▶ **Recorded information**:
· · · · ·

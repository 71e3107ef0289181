//! Logging configuration for growthlog.
//!
//! This module provides initialization for the tracing-based logging used by
//! the server and the CLI, including HTTP request traces from `tower_http`.

use tracing::Level;
use tracing_subscriber::{fmt, prelude::*, EnvFilter};

/// Verbosity level for logging output.
#[derive(Debug, Clone, Copy, PartialEq, Eq, Default)]
pub enum Verbosity {
    /// Suppress all output except errors.
    Quiet,
    /// Normal output level (info and above).
    #[default]
    Normal,
    /// Verbose output (debug and above).
    Verbose,
    /// Very verbose output (trace level).
    Trace,
}

impl Verbosity {
    /// Convert verbosity to tracing level filter.
    #[must_use]
    pub fn to_level_filter(&self) -> Level {
        match self {
            Self::Quiet => Level::ERROR,
            Self::Normal => Level::INFO,
            Self::Verbose => Level::DEBUG,
            Self::Trace => Level::TRACE,
        }
    }

    /// The default `EnvFilter` directive for this verbosity.
    ///
    /// Request traces stay at debug unless the user asks for more.
    #[must_use]
    pub fn default_directive(&self) -> String {
        let level = self.to_level_filter();
        let http_level = match self {
            Self::Quiet => Level::ERROR,
            Self::Normal | Self::Verbose => Level::DEBUG,
            Self::Trace => Level::TRACE,
        };
        format!("growthlog={level},tower_http={http_level}")
    }
}

/// Initialize the logging system.
///
/// This should be called once at application startup. The logging level can be
/// controlled via:
/// 1. The `verbosity` parameter
/// 2. The `RUST_LOG` environment variable (takes precedence)
///
/// # Examples
///
/// ```no_run
/// use growthlog::{init_logging, logging::Verbosity};
///
/// init_logging(Verbosity::Verbose);
/// ```
pub fn init_logging(verbosity: Verbosity) {
    let env_filter = EnvFilter::try_from_default_env()
        .unwrap_or_else(|_| EnvFilter::new(verbosity.default_directive()));

    let subscriber = tracing_subscriber::registry().with(env_filter).with(
        fmt::layer()
            .with_target(true)
            .with_thread_ids(false)
            .with_file(false)
            .with_line_number(false),
    );

    // Already set when called twice (tests); keep the first.
    let _ = subscriber.try_init();
}

/// Initialize logging for tests.
///
/// Only warnings and errors are shown, through the test writer.
#[cfg(test)]
pub fn init_test_logging() {
    let _ = tracing_subscriber::fmt()
        .with_env_filter("warn")
        .with_test_writer()
        .try_init();
}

· · · · ·

▶ **Exercise description**:
Each entry, exactly as written, should be set down once more.

▶ **Answer section**:
repository 71e3107ef0289181
//! Logging configuration for growthlog.
//!
//! This module provides initialization for the tracing-based logging used by
//! the server and the CLI, including HTTP request traces from `tower_http`.

use tracing::Level;
use tracing_subscriber::{fmt, prelude::*, EnvFilter};

/// Verbosity level for logging output.
#[derive(Debug, Clone, Copy, PartialEq, Eq, Default)]
pub enum Verbosity {
    /// Suppress all output except errors.
    Quiet,
    /// Normal output level (info and above).
    #[default]
    Normal,
    /// Verbose output (debug and above).
    Verbose,
    /// Very verbose output (trace level).
    Trace,
}

impl Verbosity {
    /// Convert verbosity to tracing level filter.
    #[must_use]
    pub fn to_level_filter(&self) -> Level {
        match self {
            Self::Quiet => Level::ERROR,
            Self::Normal => Level::INFO,
            Self::Verbose => Level::DEBUG,
            Self::Trace => Level::TRACE,
        }
    }

    /// The default `EnvFilter` directive for this verbosity.
    ///
    /// Request traces stay at debug unless the user asks for more.
    #[must_use]
    pub fn default_directive(&self) -> String {
        let level = self.to_level_filter();
        let http_level = match self {
            Self::Quiet => Level::ERROR,
            Self::Normal | Self::Verbose => Level::DEBUG,
            Self::Trace => Level::TRACE,
        };
        format!("growthlog={level},tower_http={http_level}")
    }
}

/// Initialize the logging system.
///
/// This should be called once at application startup. The logging level can be
/// controlled via:
/// 1. The `verbosity` parameter
/// 2. The `RUST_LOG` environment variable (takes precedence)
///
/// # Examples
///
/// ```no_run
/// use growthlog::{init_logging, logging::Verbosity};
///
/// init_logging(Verbosity::Verbose);
/// ```
pub fn init_logging(verbosity: Verbosity) {
    let env_filter = EnvFilter::try_from_default_env()
        .unwrap_or_else(|_| EnvFilter::new(verbosity.default_directive()));

    let subscriber = tracing_subscriber::registry().with(env_filter).with(
        fmt::layer()
            .with_target(true)
            .with_thread_ids(false)
            .with_file(false)
            .with_line_number(false),
    );

    // Already set when called twice (tests); keep the first.
    let _ = subscriber.try_init();
}

/// Initialize logging for tests.
///
/// Only warnings and errors are shown, through the test writer.
#[cfg(test)]
pub fn init_test_logging() {
    let _ = tracing_subscriber::fmt()
        .with_env_filter("warn")
        .with_test_writer()
        .try_init();
}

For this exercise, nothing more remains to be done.